Everything from the line containing "layer consults these" through the final line of the listing below should be given again, word for word, and nothing else.
(SUPPLIED ENTRIES begins)
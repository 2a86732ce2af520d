//! Subtask domain model
//!
//! Subtasks are checklist items owned by a todo. They have no state machine
//! of their own and do not take part in the dependency graph.

use chrono::{DateTime, Utc};
use serde::{Deserialize, Serialize};

use super::id::{SubtaskId, TodoId};

#[derive(Debug, Clone, PartialEq, Serialize, Deserialize)]
pub struct Subtask {
    pub id: SubtaskId,

    /// Owning todo
    pub todo_id: TodoId,

    pub title: String,

    pub completed: bool,

    /// Zero-based position within the owning todo
    pub position: u32,

    pub created_at: DateTime<Utc>,

    pub updated_at: DateTime<Utc>,
}

impl Subtask {
    pub fn new(
        id: SubtaskId,
        todo_id: TodoId,
        title: impl Into<String>,
        position: u32,
        now: DateTime<Utc>,
    ) -> Self {
        Self {
            id,
            todo_id,
            title: title.into(),
            completed: false,
            position,
            created_at: now,
            updated_at: now,
        }
    }

    pub fn toggled(&self, now: DateTime<Utc>) -> Self {
        let mut next = self.clone();
        next.completed = !self.completed;
        next.updated_at = now;
        next
    }

    pub fn renamed(&self, title: impl Into<String>, now: DateTime<Utc>) -> Self {
        let mut next = self.clone();
        next.title = title.into();
        next.updated_at = now;
        next
    }
}
//! Domain models for todo-cli

mod activity;
mod filter;
mod graph;
mod id;
mod project;
mod subtask;
mod tag;
mod todo;
mod tree;
pub mod work_time;

pub use activity::{ActivityKind, TodoActivity};
pub use filter::{DueFilter, TodoFilter};
pub use graph::{path_exists, DependencyGraph, GraphError};
pub use id::{ActivityId, IdError, ProjectId, SubtaskId, TagId, TodoId};
pub use project::{Project, ProjectPatch, StatusCounts};
pub use subtask::Subtask;
pub use tag::Tag;
pub use todo::{
    ParseEnumError, Priority, Todo, TodoError, TodoPatch, TodoStatus, Transition, WorkState,
};
pub use tree::{build_tree, DependencyTreeNode, DEFAULT_MAX_DEPTH};
pub use work_time::{current_work_time, format_duration};
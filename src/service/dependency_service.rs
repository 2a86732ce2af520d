//! Dependency use cases
//!
//! Edge edits go through the repository one at a time and are checked for
//! cycles against the stored graph. Whole-graph queries (ready, blocked,
//! order) load every todo into a [`DependencyGraph`].

use std::collections::{HashMap, HashSet};

use serde::Serialize;
use tracing::{debug, info};

use super::clock::{Clock, SystemClock};
use super::error::{ServiceError, ServiceResult};
use crate::domain::{
    build_tree, ActivityKind, DependencyGraph, DependencyTreeNode, Todo, TodoActivity,
    TodoFilter, TodoId, TodoStatus,
};
use crate::storage::{ActivityRepository, StorageError, TodoRepository};

/// A todo together with the open dependencies holding it back
#[derive(Debug, Clone, PartialEq, Serialize)]
pub struct BlockedTodo {
    pub todo: Todo,
    pub blocked_by: Vec<TodoId>,
}

pub struct DependencyService<T, A, C = SystemClock> {
    todos: T,
    activities: A,
    clock: C,
}

impl<T, A, C> DependencyService<T, A, C>
where
    T: TodoRepository,
    A: ActivityRepository,
    C: Clock,
{
    pub fn new(todos: T, activities: A, clock: C) -> Self {
        Self {
            todos,
            activities,
            clock,
        }
    }

    fn require(&self, id: &TodoId) -> ServiceResult<Todo> {
        self.todos
            .find_by_id(id)?
            .ok_or_else(|| ServiceError::todo_not_found(id))
    }

    /// Makes `todo_id` depend on `dependency_id`
    pub fn add_dependency(&self, todo_id: &TodoId, dependency_id: &TodoId) -> ServiceResult<()> {
        if todo_id == dependency_id {
            return Err(ServiceError::SelfDependency(todo_id.clone()));
        }
        self.require(todo_id)?;
        self.require(dependency_id)?;

        if self.todos.has_dependency(todo_id, dependency_id)? {
            return Err(ServiceError::DependencyExists {
                todo_id: todo_id.clone(),
                dependency_id: dependency_id.clone(),
            });
        }
        if self.todos.would_create_cycle(todo_id, dependency_id)? {
            return Err(ServiceError::DependencyCycle {
                todo_id: todo_id.clone(),
                dependency_id: dependency_id.clone(),
            });
        }

        self.todos.atomically(|| -> ServiceResult<()> {
            self.todos.add_dependency(todo_id, dependency_id)?;
            self.activities.append(&TodoActivity::record(
                todo_id,
                ActivityKind::DependencyAdded,
                Some(dependency_id.to_string()),
                self.clock.now(),
            ))?;
            Ok(())
        })?;

        info!(todo_id = %todo_id, dependency_id = %dependency_id, "added dependency");
        Ok(())
    }

    pub fn remove_dependency(
        &self,
        todo_id: &TodoId,
        dependency_id: &TodoId,
    ) -> ServiceResult<()> {
        self.require(todo_id)?;

        self.todos.atomically(|| -> ServiceResult<()> {
            if !self.todos.remove_dependency(todo_id, dependency_id)? {
                return Err(ServiceError::DependencyNotFound {
                    todo_id: todo_id.clone(),
                    dependency_id: dependency_id.clone(),
                });
            }
            self.activities.append(&TodoActivity::record(
                todo_id,
                ActivityKind::DependencyRemoved,
                Some(dependency_id.to_string()),
                self.clock.now(),
            ))?;
            Ok(())
        })?;

        info!(todo_id = %todo_id, dependency_id = %dependency_id, "removed dependency");
        Ok(())
    }

    /// Todos that `todo_id` depends on, in the order they were added
    pub fn dependencies(&self, todo_id: &TodoId) -> ServiceResult<Vec<Todo>> {
        let todo = self.require(todo_id)?;
        self.resolve(&todo.dependencies)
    }

    /// Todos that depend on `todo_id`
    pub fn dependents(&self, todo_id: &TodoId) -> ServiceResult<Vec<Todo>> {
        let todo = self.require(todo_id)?;
        self.resolve(&todo.dependents)
    }

    fn resolve(&self, ids: &[TodoId]) -> ServiceResult<Vec<Todo>> {
        let mut todos = Vec::with_capacity(ids.len());
        for id in ids {
            if let Some(todo) = self.todos.find_by_id(id)? {
                todos.push(todo);
            }
        }
        Ok(todos)
    }

    /// True if adding the edge would close a cycle. A self edge counts as one.
    pub fn would_create_cycle(
        &self,
        todo_id: &TodoId,
        dependency_id: &TodoId,
    ) -> ServiceResult<bool> {
        if todo_id == dependency_id {
            return Ok(true);
        }
        Ok(self.todos.would_create_cycle(todo_id, dependency_id)?)
    }

    /// True when every dependency of `todo_id` is completed
    pub fn can_be_completed(&self, todo_id: &TodoId) -> ServiceResult<bool> {
        let todo = self.require(todo_id)?;

        let mut completed = HashSet::new();
        for dependency in self.resolve(&todo.dependencies)? {
            if dependency.status.is_complete() {
                completed.insert(dependency.id);
            }
        }
        Ok(todo.can_be_completed(&completed))
    }

    /// Dependency tree rooted at `todo_id`, expanded at most `max_depth` levels
    pub fn tree(&self, todo_id: &TodoId, max_depth: usize) -> ServiceResult<DependencyTreeNode> {
        let root = self.require(todo_id)?;
        let tree = build_tree(&root, max_depth, |id| self.todos.find_by_id(id))?;

        debug!(
            todo_id = %todo_id,
            nodes = tree.node_count(),
            height = tree.height(),
            "built dependency tree"
        );
        Ok(tree)
    }

    fn load_graph(&self) -> ServiceResult<(Vec<Todo>, DependencyGraph)> {
        let todos = self.todos.find_all(&TodoFilter::default())?;
        let graph = DependencyGraph::from_todos(&todos)?;
        Ok((todos, graph))
    }

    fn statuses(todos: &[Todo]) -> HashMap<TodoId, TodoStatus> {
        todos
            .iter()
            .map(|todo| (todo.id.clone(), todo.status))
            .collect()
    }

    /// Open todos whose dependencies are all completed, in creation order
    pub fn ready(&self) -> ServiceResult<Vec<Todo>> {
        let (todos, graph) = self.load_graph()?;
        let ready: HashSet<TodoId> = graph
            .ready_todos(&Self::statuses(&todos))
            .into_iter()
            .collect();

        Ok(todos
            .into_iter()
            .filter(|todo| ready.contains(&todo.id))
            .collect())
    }

    /// Open todos with at least one open dependency, in creation order
    pub fn blocked(&self) -> ServiceResult<Vec<BlockedTodo>> {
        let (todos, graph) = self.load_graph()?;
        let mut blocked: HashMap<TodoId, Vec<TodoId>> = graph
            .blocked_todos(&Self::statuses(&todos))
            .into_iter()
            .collect();

        Ok(todos
            .into_iter()
            .filter_map(|todo| {
                blocked
                    .remove(&todo.id)
                    .map(|blocked_by| BlockedTodo { todo, blocked_by })
            })
            .collect())
    }

    /// Every todo, dependencies before dependents
    pub fn order(&self) -> ServiceResult<Vec<Todo>> {
        let (todos, graph) = self.load_graph()?;
        let mut by_id: HashMap<TodoId, Todo> = todos
            .into_iter()
            .map(|todo| (todo.id.clone(), todo))
            .collect();

        graph
            .topological_order()?
            .into_iter()
            .map(|id| {
                by_id.remove(&id).ok_or_else(|| {
                    ServiceError::Storage(StorageError::InvalidData(format!(
                        "dependency graph references unknown todo {id}"
                    )))
                })
            })
            .collect()
    }
}
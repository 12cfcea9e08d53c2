//! Named gradient presets.
//!
//! Fixed, ordered color lists resolvable by name, constructed once at
//! compile time and never mutated. Only the CLI layer consults these
//! tables; the validator and writers never read them.

/// Grayscale, white to black.
pub const WB: &[&str] = &["#fff", "#000"];

/// RYGCBM as CSS hex colors.
pub const RAINBOW: &[&str] = &["#f00", "#ff0", "#0f0", "#0ff", "#00f", "#f0f"];

/// Red, green, blue.
pub const RGB: &[&str] = &["#f00", "#0f0", "#00f"];

/// Like a skybox.
pub const SKY: &[&str] = &["#00e", "#07e", "#0ff"];

/// Linux Mint.
pub const MINT: &[&str] = &["#fff", "#0e1"];

/// Black through embers to white.
pub const FIRE: &[&str] = &["#000", "#700", "#f70", "#ff0", "#fff"];

/// All preset names, in listing order.
pub const NAMES: &[&str] = &["wb", "rainbow", "rgb", "sky", "mint", "fire"];

/// Resolve a preset name to its color list.
///
/// An explicit key-present lookup: unknown names return `None`, nothing
/// falls back to a default. `rainbow` and `fire` also answer to their
/// emoji spellings.
pub fn lookup(name: &str) -> Option<&'static [&'static str]> {
    match name {
        "wb" => Some(WB),
        "rainbow" | "🌈" => Some(RAINBOW),
        "rgb" => Some(RGB),
        "sky" => Some(SKY),
        "mint" => Some(MINT),
        "fire" | "🔥" => Some(FIRE),
        _ => None,
    }
}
(SUPPLIED ENTRIES ends)
# [TASK SOLUTION]
//! compile time and never mutated. Only the CLI layer consults these
//! tables; the validator and writers never read them.

/// Grayscale, white to black.
pub const WB: &[&str] = &["#fff", "#000"];

/// RYGCBM as CSS hex colors.
pub const RAINBOW: &[&str] = &["#f00", "#ff0", "#0f0", "#0ff", "#00f", "#f0f"];

/// Red, green, blue.
pub const RGB: &[&str] = &["#f00", "#0f0", "#00f"];

/// Like a skybox.
pub const SKY: &[&str] = &["#00e", "#07e", "#0ff"];

/// Linux Mint.
pub const MINT: &[&str] = &["#fff", "#0e1"];

/// Black through embers to white.
pub const FIRE: &[&str] = &["#000", "#700", "#f70", "#ff0", "#fff"];

/// All preset names, in listing order.
pub const NAMES: &[&str] = &["wb", "rainbow", "rgb", "sky", "mint", "fire"];

/// Resolve a preset name to its color list.
///
/// An explicit key-present lookup: unknown names return `None`, nothing
/// falls back to a default. `rainbow` and `fire` also answer to their
/// emoji spellings.
pub fn lookup(name: &str) -> Option<&'static [&'static str]> {
    match name {
        "wb" => Some(WB),
        "rainbow" | "🌈" => Some(RAINBOW),
        "rgb" => Some(RGB),
        "sky" => Some(SKY),
        "mint" => Some(MINT),
        "fire" | "🔥" => Some(FIRE),
        _ => None,
    }
}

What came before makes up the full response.